Beginning at the line containing "Parse a duration" in the material below and ending at the line containing "let (num_str, unit) = s.split_at(split);", return each line exactly and add nothing.

※

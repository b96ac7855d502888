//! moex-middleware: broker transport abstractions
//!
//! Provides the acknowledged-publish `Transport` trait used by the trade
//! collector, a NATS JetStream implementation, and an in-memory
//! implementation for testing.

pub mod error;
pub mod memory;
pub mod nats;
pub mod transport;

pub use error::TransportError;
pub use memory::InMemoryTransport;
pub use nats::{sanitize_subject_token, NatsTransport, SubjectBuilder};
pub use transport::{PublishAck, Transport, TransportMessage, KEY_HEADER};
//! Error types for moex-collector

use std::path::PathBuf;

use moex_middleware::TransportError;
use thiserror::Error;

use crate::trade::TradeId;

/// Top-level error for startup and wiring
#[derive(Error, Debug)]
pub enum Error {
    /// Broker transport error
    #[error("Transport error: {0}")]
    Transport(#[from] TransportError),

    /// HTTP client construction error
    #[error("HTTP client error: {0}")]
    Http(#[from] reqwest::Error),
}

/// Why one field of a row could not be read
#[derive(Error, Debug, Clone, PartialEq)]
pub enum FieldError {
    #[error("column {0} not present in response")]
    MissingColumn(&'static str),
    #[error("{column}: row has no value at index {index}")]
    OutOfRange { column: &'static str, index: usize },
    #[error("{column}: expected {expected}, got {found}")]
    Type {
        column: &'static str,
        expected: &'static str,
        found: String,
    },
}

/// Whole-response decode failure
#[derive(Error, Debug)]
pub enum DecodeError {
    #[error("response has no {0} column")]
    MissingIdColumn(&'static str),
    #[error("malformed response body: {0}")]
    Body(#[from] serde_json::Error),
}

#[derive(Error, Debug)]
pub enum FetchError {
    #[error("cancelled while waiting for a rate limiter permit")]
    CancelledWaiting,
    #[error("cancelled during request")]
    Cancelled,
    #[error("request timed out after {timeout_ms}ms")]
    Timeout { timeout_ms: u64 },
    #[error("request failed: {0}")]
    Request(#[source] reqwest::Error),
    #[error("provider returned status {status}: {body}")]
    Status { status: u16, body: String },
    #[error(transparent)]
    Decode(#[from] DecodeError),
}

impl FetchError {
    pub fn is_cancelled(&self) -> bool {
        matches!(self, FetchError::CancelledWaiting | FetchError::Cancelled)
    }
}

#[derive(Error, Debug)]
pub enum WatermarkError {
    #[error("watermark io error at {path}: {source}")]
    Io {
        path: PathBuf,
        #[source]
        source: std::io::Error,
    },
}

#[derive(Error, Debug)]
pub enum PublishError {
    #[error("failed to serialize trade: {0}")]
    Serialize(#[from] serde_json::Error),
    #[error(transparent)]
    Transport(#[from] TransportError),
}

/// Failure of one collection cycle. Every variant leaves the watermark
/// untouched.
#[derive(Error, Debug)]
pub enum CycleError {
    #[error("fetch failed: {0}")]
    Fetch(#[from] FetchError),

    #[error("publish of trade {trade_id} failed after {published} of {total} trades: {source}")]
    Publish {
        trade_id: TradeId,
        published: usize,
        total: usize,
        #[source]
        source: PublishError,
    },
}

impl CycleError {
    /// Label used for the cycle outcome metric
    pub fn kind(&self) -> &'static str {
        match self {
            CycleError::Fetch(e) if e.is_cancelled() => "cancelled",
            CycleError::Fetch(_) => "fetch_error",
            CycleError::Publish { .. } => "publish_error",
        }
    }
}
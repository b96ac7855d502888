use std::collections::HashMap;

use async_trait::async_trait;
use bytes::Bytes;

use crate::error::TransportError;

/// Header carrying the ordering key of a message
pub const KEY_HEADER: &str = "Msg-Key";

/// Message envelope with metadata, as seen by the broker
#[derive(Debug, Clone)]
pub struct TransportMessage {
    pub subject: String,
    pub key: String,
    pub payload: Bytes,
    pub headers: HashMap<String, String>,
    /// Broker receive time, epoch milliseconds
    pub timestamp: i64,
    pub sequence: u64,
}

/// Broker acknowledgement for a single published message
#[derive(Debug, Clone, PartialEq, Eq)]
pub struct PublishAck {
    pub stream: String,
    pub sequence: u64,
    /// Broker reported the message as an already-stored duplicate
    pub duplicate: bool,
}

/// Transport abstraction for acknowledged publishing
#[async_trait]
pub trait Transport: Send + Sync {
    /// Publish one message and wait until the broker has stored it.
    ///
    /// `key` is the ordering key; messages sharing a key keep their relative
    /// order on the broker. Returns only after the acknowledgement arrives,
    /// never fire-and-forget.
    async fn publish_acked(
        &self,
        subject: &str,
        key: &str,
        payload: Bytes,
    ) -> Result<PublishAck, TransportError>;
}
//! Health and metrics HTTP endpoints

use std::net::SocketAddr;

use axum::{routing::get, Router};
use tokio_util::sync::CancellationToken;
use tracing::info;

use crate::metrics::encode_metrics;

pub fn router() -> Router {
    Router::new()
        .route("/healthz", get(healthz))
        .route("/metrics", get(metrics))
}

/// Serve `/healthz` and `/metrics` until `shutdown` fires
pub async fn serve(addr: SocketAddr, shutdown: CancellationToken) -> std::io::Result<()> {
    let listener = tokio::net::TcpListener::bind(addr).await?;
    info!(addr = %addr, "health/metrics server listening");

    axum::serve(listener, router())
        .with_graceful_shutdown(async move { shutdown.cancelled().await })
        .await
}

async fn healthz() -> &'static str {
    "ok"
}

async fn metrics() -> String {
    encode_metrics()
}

※

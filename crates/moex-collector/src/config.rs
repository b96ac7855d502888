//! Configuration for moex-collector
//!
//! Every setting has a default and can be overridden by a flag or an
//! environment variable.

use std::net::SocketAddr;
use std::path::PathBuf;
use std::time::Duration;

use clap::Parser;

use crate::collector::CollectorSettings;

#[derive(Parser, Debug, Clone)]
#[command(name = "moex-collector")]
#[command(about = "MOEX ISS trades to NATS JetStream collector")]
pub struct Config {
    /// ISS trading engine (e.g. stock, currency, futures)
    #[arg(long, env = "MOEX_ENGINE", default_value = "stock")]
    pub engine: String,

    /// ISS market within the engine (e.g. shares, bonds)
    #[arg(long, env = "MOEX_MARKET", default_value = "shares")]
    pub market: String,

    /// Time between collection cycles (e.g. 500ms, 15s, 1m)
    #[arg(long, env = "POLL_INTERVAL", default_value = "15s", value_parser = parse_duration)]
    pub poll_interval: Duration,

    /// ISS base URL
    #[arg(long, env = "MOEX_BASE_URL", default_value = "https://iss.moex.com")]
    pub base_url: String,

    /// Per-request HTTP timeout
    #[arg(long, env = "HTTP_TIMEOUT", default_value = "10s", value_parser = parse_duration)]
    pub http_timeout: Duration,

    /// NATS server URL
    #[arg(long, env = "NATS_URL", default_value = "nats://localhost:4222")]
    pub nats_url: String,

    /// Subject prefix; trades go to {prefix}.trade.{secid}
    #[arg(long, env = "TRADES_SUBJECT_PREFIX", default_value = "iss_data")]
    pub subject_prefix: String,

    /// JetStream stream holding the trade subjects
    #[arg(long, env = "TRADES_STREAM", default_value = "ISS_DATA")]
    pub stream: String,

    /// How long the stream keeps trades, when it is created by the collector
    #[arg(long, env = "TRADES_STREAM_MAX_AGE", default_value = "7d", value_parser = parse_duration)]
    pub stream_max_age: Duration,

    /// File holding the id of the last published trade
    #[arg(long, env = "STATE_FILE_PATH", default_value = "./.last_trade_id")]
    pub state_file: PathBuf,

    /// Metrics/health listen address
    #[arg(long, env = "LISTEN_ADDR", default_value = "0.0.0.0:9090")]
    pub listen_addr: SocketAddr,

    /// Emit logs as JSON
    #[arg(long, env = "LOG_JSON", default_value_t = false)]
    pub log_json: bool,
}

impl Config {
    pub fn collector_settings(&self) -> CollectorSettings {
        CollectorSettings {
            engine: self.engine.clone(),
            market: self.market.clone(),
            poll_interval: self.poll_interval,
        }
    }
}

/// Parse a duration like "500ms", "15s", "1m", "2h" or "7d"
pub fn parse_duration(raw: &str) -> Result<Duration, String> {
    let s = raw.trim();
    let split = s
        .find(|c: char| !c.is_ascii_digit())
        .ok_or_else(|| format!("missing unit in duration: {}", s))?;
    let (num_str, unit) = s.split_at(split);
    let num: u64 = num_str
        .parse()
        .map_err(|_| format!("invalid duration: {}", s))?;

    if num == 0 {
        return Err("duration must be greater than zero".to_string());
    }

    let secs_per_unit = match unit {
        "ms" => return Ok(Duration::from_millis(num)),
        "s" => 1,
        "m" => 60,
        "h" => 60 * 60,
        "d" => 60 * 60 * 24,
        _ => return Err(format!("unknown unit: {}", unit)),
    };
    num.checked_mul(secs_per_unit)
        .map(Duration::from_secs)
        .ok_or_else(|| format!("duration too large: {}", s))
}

※

| SOLVED PROBLEM |
/// Parse a duration like "500ms", "15s", "1m", "2h" or "7d"
pub fn parse_duration(raw: &str) -> Result<Duration, String> {
    let s = raw.trim();
    let split = s
        .find(|c: char| !c.is_ascii_digit())
        .ok_or_else(|| format!("missing unit in duration: {}", s))?;
    let (num_str, unit) = s.split_at(split);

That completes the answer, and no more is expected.